Interventions like social distancing and quarantine have resulted in health service disruptions and an overall worsening of health outcomes, the team stated.
“For the poor, in particular, these measures further exacerbated food insecurity and reduced access to social services. Instead of applying blunt tools such as lockdowns to the entire population, we must urgently target those at risk,” said Juan Pablo Gutierrez, professor at the Center for Policy, Population Health and Research at the National Automous Unviersity of Mexico School of Medicine.
The impacts of these interventions will likely be felt by vulnerable communities for some time, researchers added.
“With nearly half a billion people projected to fall into extreme poverty due to the COVID-response, loss of income, high out-of-pocket costs for healthcare, food insecurity, increased unemployment levels, and lower educational attainment will all have a direct effect on morbidity and mortality worldwide,” noted Schwalbe, who is also visiting fellow at the United Nations University - International Institute for Global Health.
To better address the association between COVID-19 mortality and underlying chronic conditions, the researchers noted that health systems will need to use data and employ improved data sharing practices to focus interventions on communities that are most at-risk.
“While the signals are clear that non-communicable diseases are a risk factor for covid-19, the granular data from the more than 400,000 deaths worldwide are not freely available to global health researchers to analyze the role of competing risk factors, disease history, medicine interactions, or other potential socioeconomic or demographic associations,” researchers said.
“Where available, it is either for purchase or researchers must sign restrictive data sharing agreements.”
Additionally, the group said that the healthcare industry should move from a vertical approach to build synergies across care platforms, particularly between underlying chronic conditions and infectious diseases.
“Rather than applying blunt tools such as lockdowns to the entire population, we must target those at risk, with more localized interventions,” researchers said.
Finally, the industry should aim to provide socioeconomically vulnerable populations with the means to reduce the pandemic response effects on poverty. The authors noted that a similar intervention is already underway in Pakistan, where the government has provided over 80 million people with emergency cash transfers.

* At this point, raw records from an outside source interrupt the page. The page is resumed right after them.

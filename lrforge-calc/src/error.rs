//! Calculator errors.
//!
//! Grammar, table and parse failures from `lrforge` convert with `?`; the
//! remaining variants come from evaluation and carry the position of the
//! offending node.

use lrforge::{ConfigError, ParseError, Pos, TableError};
use smartstring::alias::String;
use thiserror::Error;

#[derive(Debug, Error)]
pub enum CalcError {
    #[error(transparent)]
    Parse(#[from] ParseError),

    #[error(transparent)]
    Config(#[from] ConfigError),

    #[error(transparent)]
    Table(#[from] TableError),

    #[error("unknown variable {name:?} at {pos}")]
    UnknownVariable { name: String, pos: Pos },

    #[error("unknown reference {key:?} at {pos}")]
    UnknownReference { key: String, pos: Pos },

    /// A time index that is not a whole number within the series.
    #[error("time index {index} out of range for {key:?} at {pos}")]
    TimeIndex { key: String, index: f64, pos: Pos },

    #[error("division by zero at {pos}")]
    DivisionByZero { pos: Pos },
}

impl CalcError {
    pub fn pos(&self) -> Option<Pos> {
        match self {
            CalcError::Parse(e) => e.pos(),
            CalcError::Config(_) | CalcError::Table(_) => None,
            CalcError::UnknownVariable { pos, .. }
            | CalcError::UnknownReference { pos, .. }
            | CalcError::TimeIndex { pos, .. }
            | CalcError::DivisionByZero { pos } => Some(*pos),
        }
    }
}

Thus far, interventions around the world have focused only on COVID-19 and have targeted entire populations instead of those most vulnerable. This has resulted in a misallocation of resources, the team stated. Going forward, health system leaders should seek to drill down interventions to high-risk groups of patients.
“In the global response to COVID to date, we have witnessed mass fear and confusion as well as a tremendous misallocation of resources as a result of targeting the entire population rather than those most at risk,” said Schwalbe.
“However, as COVID-19 continues to spread and there is talk of a second wave, it is not too late to apply the tools of precision, evidence-based public health to address the underlying drivers of morbidity and mortality – and this means focusing prevention efforts on people suffering from NCDs.”